Thirteen Guests
J. Jefferson Farjeon
Poisoned Pen/British Library Crime
Classics, Sep 1 2015, $12.95
ISBN 9781464204890
Two passengers leave the 3:28 train at the Flensham Station. When one of them John Foss twists his ankle
stepping onto the platform, the other thirtyish widow Nadine Leveridge comes to
his aid. After a quick stop at a doctor,
with help from servants she takes him to the nearby estate of Conservative
politician Lord Aveling and his wife where she attends a weekend country party
along with eleven other invitees and with Foss making it unlucky Thirteen
Guests.
The gala turns ugly when someone angrily smudges
a painting of the Honourable Anne Aveling whose artist Pratt is at the
event. This is followed by the discovery
of an unknown person’s corpse, a botched stag hunt, the killing of a family dog
and the murder of a guest. Police Detective
Inspector Kendall leads the investigation.

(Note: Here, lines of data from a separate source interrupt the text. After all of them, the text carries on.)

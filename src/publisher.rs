//! Batched telemetry publishing with start/pause/resume/stop control.
//!
//! The publisher owns a background thread that reads framed telegrams from
//! the link, decodes them through the external decoder seam, batches the
//! resulting high-frequency records and ships them to the broker as
//! compressed binary payloads. Environment frames go out individually on
//! their own topic and their own cadence. Telemetry is best effort: a failed
//! publish is logged and its records are dropped, in contrast to the
//! lossless disk logging path.
//!
//! Lifecycle is `Stopped -> Active <-> Paused -> Stopped`. Pausing parks the
//! thread on a gate at the top of its loop (a blocking wait, not a spin);
//! stopping releases the gate so a paused thread can observe the stop flag
//! and exit. On the way out the thread flushes any partial batch and
//! releases the broker connection, whether the loop ended normally or not,
//! so no buffered sample is silently discarded within a run.

use crate::auxiliary::AuxiliarySource;
use crate::broker::{self, BrokerSink, MqttSink};
use crate::config::PublisherSettings;
use crate::error::{AppResult, SensorError};
use crate::frame::{self, DecodedFrame, TelegramDecoder};
use crate::link::SharedLink;
use crate::records::{self, EnvRecord, HighFreqRecord};
use log::{debug, info, trace, warn};
use parking_lot::{Condvar, Mutex};
use std::sync::atomic::{AtomicBool, AtomicU64, Ordering};
use std::sync::Arc;
use std::thread::JoinHandle;
use std::time::{Duration, Instant, SystemTime, UNIX_EPOCH};

/// Bound on one telegram read cycle; an empty cycle completes the iteration
/// so the loop re-checks its control flags.
const READ_WINDOW: Duration = Duration::from_millis(500);

/// How long [`TelemetryPublisher::stop`] waits for the thread to exit.
const STOP_TIMEOUT: Duration = Duration::from_secs(5);

/// Publisher lifecycle state.
#[derive(Debug, Clone, Copy, PartialEq, Eq)]
pub enum PublisherState {
    /// No task is running.
    Stopped,
    /// The task is reading, batching and publishing.
    Active,
    /// The task is parked at the pause gate.
    Paused,
}

/// Gate the task blocks on while paused. Opening wakes the waiter; no
/// busy-spinning happens at the suspension point.
struct PauseGate {
    open: Mutex<bool>,
    condvar: Condvar,
}

impl PauseGate {
    fn new() -> Self {
        Self {
            open: Mutex::new(true),
            condvar: Condvar::new(),
        }
    }

    fn close(&self) {
        *self.open.lock() = false;
    }

    fn open(&self) {
        let mut open = self.open.lock();
        *open = true;
        self.condvar.notify_all();
    }

    fn is_closed(&self) -> bool {
        !*self.open.lock()
    }

    fn wait_until_open(&self) {
        let mut open = self.open.lock();
        while !*open {
            self.condvar.wait(&mut open);
        }
    }
}

struct PublisherShared {
    stop: AtomicBool,
    gate: PauseGate,
    sample_count: AtomicU64,
    last_error: Mutex<Option<String>>,
}

impl PublisherShared {
    fn record_error(&self, message: String) {
        *self.last_error.lock() = Some(message);
    }
}

/// Handle to the telemetry publishing task. One instance per sensor id.
pub struct TelemetryPublisher {
    settings: PublisherSettings,
    shared: Arc<PublisherShared>,
    handle: Option<JoinHandle<()>>,
}

impl TelemetryPublisher {
    /// Creates a stopped publisher for the given settings.
    pub fn new(settings: PublisherSettings) -> Self {
        Self {
            settings,
            shared: Arc::new(PublisherShared {
                stop: AtomicBool::new(false),
                gate: PauseGate::new(),
                sample_count: AtomicU64::new(0),
                last_error: Mutex::new(None),
            }),
            handle: None,
        }
    }

    /// Connects to the configured MQTT broker and starts the task.
    ///
    /// Refuses when already running. If the broker or the decoder setup
    /// fails, whatever was acquired is released and no task is launched.
    pub fn start(
        &mut self,
        link: SharedLink,
        decoder: Box<dyn TelegramDecoder>,
        aux: Box<dyn AuxiliarySource>,
    ) -> AppResult<()> {
        if self.is_running() {
            return Err(SensorError::AlreadyRunning);
        }
        let sink = MqttSink::connect(&self.settings).map_err(|e| {
            self.shared.record_error(e.to_string());
            e
        })?;
        self.start_with_sink(link, decoder, aux, Box::new(sink))
    }

    /// Starts the task against an already-connected broker sink.
    ///
    /// The seam for broker implementations other than MQTT, and for tests.
    pub fn start_with_sink(
        &mut self,
        link: SharedLink,
        mut decoder: Box<dyn TelegramDecoder>,
        aux: Box<dyn AuxiliarySource>,
        mut sink: Box<dyn BrokerSink>,
    ) -> AppResult<()> {
        if self.is_running() {
            return Err(SensorError::AlreadyRunning);
        }

        if let Err(e) = decoder.init() {
            let message = format!("decoder setup failed: {e}");
            self.shared.record_error(message.clone());
            // release the broker connection acquired for this attempt
            if let Err(e) = sink.disconnect() {
                warn!("Broker disconnect after failed setup: {e}");
            }
            return Err(SensorError::ConnectionSetup(message));
        }

        self.shared.stop.store(false, Ordering::SeqCst);
        self.shared.gate.open();
        self.shared.sample_count.store(0, Ordering::SeqCst);
        *self.shared.last_error.lock() = None;

        let settings = self.settings.clone();
        let shared = self.shared.clone();
        let handle = std::thread::Builder::new()
            .name("telemetry-publisher".to_string())
            .spawn(move || run_loop(&settings, &link, decoder, aux, sink, &shared))?;
        self.handle = Some(handle);
        Ok(())
    }

    /// Pauses publishing; the task parks at its gate after the current
    /// iteration.
    pub fn pause(&self) -> AppResult<()> {
        if !self.is_running() {
            return Err(SensorError::NotRunning);
        }
        self.shared.gate.close();
        info!("Telemetry publishing paused");
        Ok(())
    }

    /// Resumes a paused task.
    pub fn resume(&self) -> AppResult<()> {
        if !self.is_running() {
            return Err(SensorError::NotRunning);
        }
        self.shared.gate.open();
        info!("Telemetry publishing resumed");
        Ok(())
    }

    /// Stops the task and waits up to five seconds for it to exit.
    ///
    /// The pause gate is released first so a paused task can observe the
    /// stop. A task that does not exit in time is left running and reported
    /// as stuck.
    pub fn stop(&mut self) -> AppResult<()> {
        let Some(handle) = self.handle.take() else {
            return Err(SensorError::NotRunning);
        };
        info!("Stopping telemetry publisher");
        self.shared.stop.store(true, Ordering::SeqCst);
        self.shared.gate.open();

        let deadline = Instant::now() + STOP_TIMEOUT;
        while !handle.is_finished() && Instant::now() < deadline {
            std::thread::sleep(Duration::from_millis(10));
        }
        if !handle.is_finished() {
            warn!("Publisher task did not stop within {STOP_TIMEOUT:?}");
            self.handle = Some(handle);
            return Err(SensorError::PublisherStuck(STOP_TIMEOUT));
        }
        if handle.join().is_err() {
            let message = "publisher task panicked".to_string();
            self.shared.record_error(message);
        }
        Ok(())
    }

    /// Whether the task is alive.
    pub fn is_running(&self) -> bool {
        self.handle.as_ref().is_some_and(|h| !h.is_finished())
    }

    /// Whether the task is alive and parked at the pause gate.
    pub fn is_paused(&self) -> bool {
        self.is_running() && self.shared.gate.is_closed()
    }

    /// Reports the lifecycle state.
    pub fn state(&self) -> PublisherState {
        if !self.is_running() {
            PublisherState::Stopped
        } else if self.shared.gate.is_closed() {
            PublisherState::Paused
        } else {
            PublisherState::Active
        }
    }

    /// High-frequency samples batched since the task started.
    pub fn sample_count(&self) -> u64 {
        self.shared.sample_count.load(Ordering::SeqCst)
    }

    /// Most recent fatal condition, if any.
    pub fn last_error(&self) -> Option<String> {
        self.shared.last_error.lock().clone()
    }
}

impl Drop for TelemetryPublisher {
    fn drop(&mut self) {
        self.shared.stop.store(true, Ordering::SeqCst);
        self.shared.gate.open();
    }
}

/// Nanoseconds since the Unix epoch.
fn timestamp_ns() -> u64 {
    SystemTime::now()
        .duration_since(UNIX_EPOCH)
        .map(|d| d.as_nanos() as u64)
        .unwrap_or(0)
}

fn run_loop(
    settings: &PublisherSettings,
    link: &SharedLink,
    mut decoder: Box<dyn TelegramDecoder>,
    mut aux: Box<dyn AuxiliarySource>,
    mut sink: Box<dyn BrokerSink>,
    shared: &PublisherShared,
) {
    let data_topic = broker::data_topic(settings.sensor_id);
    let env_topic = broker::env_topic(settings.sensor_id);
    let sample_interval = Duration::from_secs_f64(1.0 / settings.sample_rate.max(1) as f64);
    let env_interval = Duration::from_secs_f64(1.0 / settings.env_sample_rate.max(f64::MIN_POSITIVE));

    let mut batch: Vec<HighFreqRecord> = Vec::with_capacity(settings.sample_rate);
    let mut last_env: Option<Instant> = None;

    info!(
        "Telemetry publisher started (sensor {}, {} Hz data, {} Hz environment)",
        settings.sensor_id, settings.sample_rate, settings.env_sample_rate
    );

    while !shared.stop.load(Ordering::SeqCst) {
        shared.gate.wait_until_open();
        // a stop issued while paused must exit before any further I/O
        if shared.stop.load(Ordering::SeqCst) {
            break;
        }

        let iteration_start = Instant::now();
        let stamp = timestamp_ns();

        match frame::read_telegram(link, READ_WINDOW) {
            Ok(Some(telegram)) => match decoder.decode(&telegram) {
                DecodedFrame::Strain(strain) => {
                    let extra = aux.sample();
                    batch.push(HighFreqRecord {
                        strain_x: strain.x,
                        strain_y: strain.y,
                        strain_z: strain.z,
                        strain_p1: extra.principal_1,
                        strain_p2: extra.principal_2,
                        strain_pdeg: extra.principal_angle_deg,
                        accel_x: extra.accel_x,
                        accel_y: extra.accel_y,
                        accel_z: extra.accel_z,
                        timestamp_ns: stamp,
                    });
                    shared.sample_count.fetch_add(1, Ordering::SeqCst);
                }
                DecodedFrame::Environment(env) => {
                    let due = last_env.map_or(true, |t| t.elapsed() >= env_interval);
                    if due {
                        let record = EnvRecord {
                            v_batt: env.v_batt,
                            temperature: env.temperature,
                            humidity: env.humidity,
                            pressure: env.pressure,
                            timestamp_ns: stamp,
                            sensor_id: settings.sensor_id,
                        };
                        publish_env(&mut sink, &env_topic, &record);
                        // reset the cadence whether or not the publish landed
                        last_env = Some(Instant::now());
                    }
                }
                DecodedFrame::Invalid => {
                    trace!("Discarded undecodable telegram ({} bytes)", telegram.len());
                }
            },
            Ok(None) => {}
            Err(e) => warn!("Telegram read failed: {e}"),
        }

        if batch.len() >= settings.sample_rate {
            flush_batch(&mut batch, &mut sink, &data_topic);
        }

        // pace the loop to the sample rate
        if let Some(remaining) = sample_interval.checked_sub(iteration_start.elapsed()) {
            std::thread::sleep(remaining);
        }
    }

    // Final flush and broker release run on every exit path so buffered
    // samples are not silently discarded.
    if !batch.is_empty() {
        info!("Flushing final {} buffered samples", batch.len());
        flush_batch(&mut batch, &mut sink, &data_topic);
    }
    if let Err(e) = sink.disconnect() {
        warn!("Broker disconnect failed: {e}");
    }
    info!(
        "Telemetry publisher stopped, {} samples batched this run",
        shared.sample_count.load(Ordering::SeqCst)
    );
}

fn publish_env(sink: &mut Box<dyn BrokerSink>, topic: &str, record: &EnvRecord) {
    match records::compress(&record.encode()) {
        Ok(payload) => match sink.publish(topic, &payload) {
            Ok(()) => debug!(
                "[env] batt {:.2} V, {:.1} C, {:.1} %RH, {:.1} hPa",
                record.v_batt, record.temperature, record.humidity, record.pressure
            ),
            Err(e) => warn!("Environment publish failed: {e}"),
        },
        Err(e) => warn!("Environment record compression failed: {e}"),
    }
}

fn flush_batch(batch: &mut Vec<HighFreqRecord>, sink: &mut Box<dyn BrokerSink>, topic: &str) {
    if batch.is_empty() {
        return;
    }
    let raw = records::encode_batch(batch);
    match records::compress(&raw) {
        Ok(payload) => match sink.publish(topic, &payload) {
            Ok(()) => debug!(
                "[data] published {} samples, {} -> {} bytes",
                batch.len(),
                raw.len(),
                payload.len()
            ),
            Err(e) => warn!("Data batch publish failed, dropping {} samples: {e}", batch.len()),
        },
        Err(e) => warn!("Batch compression failed, dropping {} samples: {e}", batch.len()),
    }
    batch.clear();
}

He finds no one grieves in the slightest over the human homicides, but
the host family mourns deeply the loss of their canine. The DI is taken aback when some of the guests
snidely respond to his questions with sarcasm.
This reprint of a 1936 leisurely-paced British
Country House police procedural contains an engaging mystery due to a
fascinating scandalous cast whose interplay makes for a droll insightful cozy. J.
Jefferson Farjeon wrote an intriguing still relevant period piece as the acceptance of de facto racism and social caste strata
remain timely with the need for the Gay Rights and Black Lives Matter
movements, and the 1% control of the economic-political complex.